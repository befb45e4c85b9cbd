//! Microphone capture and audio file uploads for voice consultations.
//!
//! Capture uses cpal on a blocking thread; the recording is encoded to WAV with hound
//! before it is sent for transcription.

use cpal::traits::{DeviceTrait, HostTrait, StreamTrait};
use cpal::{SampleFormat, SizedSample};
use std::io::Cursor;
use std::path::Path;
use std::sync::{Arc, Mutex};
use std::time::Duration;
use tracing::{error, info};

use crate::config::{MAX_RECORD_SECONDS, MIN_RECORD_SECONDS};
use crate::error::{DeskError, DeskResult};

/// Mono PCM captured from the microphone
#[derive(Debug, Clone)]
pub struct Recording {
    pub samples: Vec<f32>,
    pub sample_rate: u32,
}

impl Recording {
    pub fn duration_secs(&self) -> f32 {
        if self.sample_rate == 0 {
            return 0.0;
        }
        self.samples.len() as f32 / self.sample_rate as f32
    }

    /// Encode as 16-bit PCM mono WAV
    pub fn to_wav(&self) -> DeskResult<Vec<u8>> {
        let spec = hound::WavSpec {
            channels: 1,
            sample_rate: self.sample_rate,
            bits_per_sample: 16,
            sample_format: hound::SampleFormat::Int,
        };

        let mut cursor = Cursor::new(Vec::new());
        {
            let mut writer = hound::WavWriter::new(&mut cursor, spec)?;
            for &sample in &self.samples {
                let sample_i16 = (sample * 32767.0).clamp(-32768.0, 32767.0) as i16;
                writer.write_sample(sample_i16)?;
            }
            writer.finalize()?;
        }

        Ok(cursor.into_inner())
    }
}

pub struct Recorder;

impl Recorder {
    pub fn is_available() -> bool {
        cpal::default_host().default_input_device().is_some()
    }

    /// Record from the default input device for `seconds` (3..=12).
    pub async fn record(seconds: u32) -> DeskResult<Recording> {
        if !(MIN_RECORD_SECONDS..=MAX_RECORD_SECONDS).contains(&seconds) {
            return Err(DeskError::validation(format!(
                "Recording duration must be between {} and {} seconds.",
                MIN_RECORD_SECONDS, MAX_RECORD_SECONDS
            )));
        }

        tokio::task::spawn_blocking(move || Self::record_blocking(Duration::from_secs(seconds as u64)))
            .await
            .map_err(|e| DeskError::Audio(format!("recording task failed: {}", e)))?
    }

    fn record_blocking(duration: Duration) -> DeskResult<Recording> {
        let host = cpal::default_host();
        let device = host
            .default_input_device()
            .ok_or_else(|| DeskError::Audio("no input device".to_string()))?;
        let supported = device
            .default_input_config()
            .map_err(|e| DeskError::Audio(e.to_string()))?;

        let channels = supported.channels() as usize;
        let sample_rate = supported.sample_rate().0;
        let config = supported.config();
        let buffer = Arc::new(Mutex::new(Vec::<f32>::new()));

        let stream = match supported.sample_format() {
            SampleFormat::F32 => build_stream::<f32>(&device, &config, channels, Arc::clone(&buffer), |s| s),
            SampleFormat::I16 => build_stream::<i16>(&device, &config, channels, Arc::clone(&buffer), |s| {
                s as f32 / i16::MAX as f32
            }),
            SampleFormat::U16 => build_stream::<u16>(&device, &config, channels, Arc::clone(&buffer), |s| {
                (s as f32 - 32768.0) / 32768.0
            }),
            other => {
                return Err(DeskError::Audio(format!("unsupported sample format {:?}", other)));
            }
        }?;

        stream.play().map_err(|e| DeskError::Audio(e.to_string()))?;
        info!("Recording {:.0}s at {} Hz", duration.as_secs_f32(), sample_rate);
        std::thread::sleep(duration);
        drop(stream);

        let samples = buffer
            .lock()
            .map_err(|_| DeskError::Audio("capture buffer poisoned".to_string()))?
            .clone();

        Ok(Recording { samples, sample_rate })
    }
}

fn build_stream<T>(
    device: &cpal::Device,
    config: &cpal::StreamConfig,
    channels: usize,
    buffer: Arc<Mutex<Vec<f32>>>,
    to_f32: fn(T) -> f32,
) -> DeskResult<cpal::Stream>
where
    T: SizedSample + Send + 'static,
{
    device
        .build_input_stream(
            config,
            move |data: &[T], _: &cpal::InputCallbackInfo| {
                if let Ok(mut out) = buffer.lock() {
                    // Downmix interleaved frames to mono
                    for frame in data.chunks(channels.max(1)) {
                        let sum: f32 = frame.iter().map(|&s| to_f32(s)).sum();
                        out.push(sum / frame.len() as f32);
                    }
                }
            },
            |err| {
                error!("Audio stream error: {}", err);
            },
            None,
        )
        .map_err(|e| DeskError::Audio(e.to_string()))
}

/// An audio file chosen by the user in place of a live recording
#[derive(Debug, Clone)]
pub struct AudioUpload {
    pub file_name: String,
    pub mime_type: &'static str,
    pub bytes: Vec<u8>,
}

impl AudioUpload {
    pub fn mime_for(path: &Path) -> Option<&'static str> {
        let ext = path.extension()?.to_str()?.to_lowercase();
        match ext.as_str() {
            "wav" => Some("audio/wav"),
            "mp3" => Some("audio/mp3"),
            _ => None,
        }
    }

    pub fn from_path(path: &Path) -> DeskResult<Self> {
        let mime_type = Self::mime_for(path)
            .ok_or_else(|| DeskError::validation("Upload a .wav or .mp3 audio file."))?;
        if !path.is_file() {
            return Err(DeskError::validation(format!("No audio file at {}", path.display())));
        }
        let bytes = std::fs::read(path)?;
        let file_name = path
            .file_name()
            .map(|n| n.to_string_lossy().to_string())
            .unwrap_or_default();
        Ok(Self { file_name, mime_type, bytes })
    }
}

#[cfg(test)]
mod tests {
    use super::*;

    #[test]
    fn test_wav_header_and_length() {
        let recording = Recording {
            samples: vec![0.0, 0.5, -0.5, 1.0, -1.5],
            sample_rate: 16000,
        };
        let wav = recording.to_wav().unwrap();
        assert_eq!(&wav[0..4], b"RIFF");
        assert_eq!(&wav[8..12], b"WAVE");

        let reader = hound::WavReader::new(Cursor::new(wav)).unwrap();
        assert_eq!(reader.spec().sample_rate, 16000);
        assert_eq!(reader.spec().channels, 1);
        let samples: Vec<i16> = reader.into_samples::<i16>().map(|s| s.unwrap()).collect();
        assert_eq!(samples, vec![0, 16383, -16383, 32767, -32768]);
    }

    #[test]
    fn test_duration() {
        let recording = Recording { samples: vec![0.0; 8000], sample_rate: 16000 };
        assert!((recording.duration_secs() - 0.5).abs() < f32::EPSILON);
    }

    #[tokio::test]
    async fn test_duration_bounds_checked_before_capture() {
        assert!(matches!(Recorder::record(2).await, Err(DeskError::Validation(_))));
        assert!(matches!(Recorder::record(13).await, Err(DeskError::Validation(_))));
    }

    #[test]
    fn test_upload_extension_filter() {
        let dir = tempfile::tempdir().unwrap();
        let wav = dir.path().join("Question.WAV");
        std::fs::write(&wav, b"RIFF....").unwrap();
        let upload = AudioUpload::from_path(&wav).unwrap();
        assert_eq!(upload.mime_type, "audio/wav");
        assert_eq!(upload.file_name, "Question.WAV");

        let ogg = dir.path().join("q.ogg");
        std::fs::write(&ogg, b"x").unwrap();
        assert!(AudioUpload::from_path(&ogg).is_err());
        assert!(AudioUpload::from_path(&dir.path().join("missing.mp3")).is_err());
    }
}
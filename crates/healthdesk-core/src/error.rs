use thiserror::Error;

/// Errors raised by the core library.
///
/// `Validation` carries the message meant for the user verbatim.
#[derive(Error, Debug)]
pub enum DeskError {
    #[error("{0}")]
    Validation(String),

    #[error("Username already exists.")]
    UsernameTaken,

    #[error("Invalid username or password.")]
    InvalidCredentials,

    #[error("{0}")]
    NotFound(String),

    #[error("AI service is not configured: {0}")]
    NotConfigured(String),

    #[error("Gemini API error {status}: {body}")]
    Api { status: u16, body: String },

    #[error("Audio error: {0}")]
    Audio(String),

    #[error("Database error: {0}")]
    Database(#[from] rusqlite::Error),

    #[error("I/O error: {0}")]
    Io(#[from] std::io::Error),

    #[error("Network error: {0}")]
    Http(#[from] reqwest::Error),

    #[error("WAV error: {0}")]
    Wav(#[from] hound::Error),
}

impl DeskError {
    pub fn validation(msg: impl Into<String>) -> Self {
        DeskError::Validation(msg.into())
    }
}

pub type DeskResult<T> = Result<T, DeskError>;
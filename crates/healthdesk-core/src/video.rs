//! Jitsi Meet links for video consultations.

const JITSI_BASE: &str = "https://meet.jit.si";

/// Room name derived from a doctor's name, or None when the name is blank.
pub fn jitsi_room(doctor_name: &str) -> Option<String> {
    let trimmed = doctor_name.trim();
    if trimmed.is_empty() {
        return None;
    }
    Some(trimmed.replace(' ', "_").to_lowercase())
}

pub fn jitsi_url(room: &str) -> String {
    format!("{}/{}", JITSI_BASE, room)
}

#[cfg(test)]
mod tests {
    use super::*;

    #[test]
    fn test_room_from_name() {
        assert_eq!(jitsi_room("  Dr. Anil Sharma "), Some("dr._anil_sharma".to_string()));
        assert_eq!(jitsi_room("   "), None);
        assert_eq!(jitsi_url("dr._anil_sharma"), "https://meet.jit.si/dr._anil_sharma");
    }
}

Task to complete: Print, please, the lines from the first line of the material through the line that contains "sent for transcription.", exactly as written and with nothing added.

Exercise output:
repository befb45e4c85b9cbd
//! Microphone capture and audio file uploads for voice consultations.
//!
//! Capture uses cpal on a blocking thread; the recording is encoded to WAV with hound
//! before it is sent for transcription.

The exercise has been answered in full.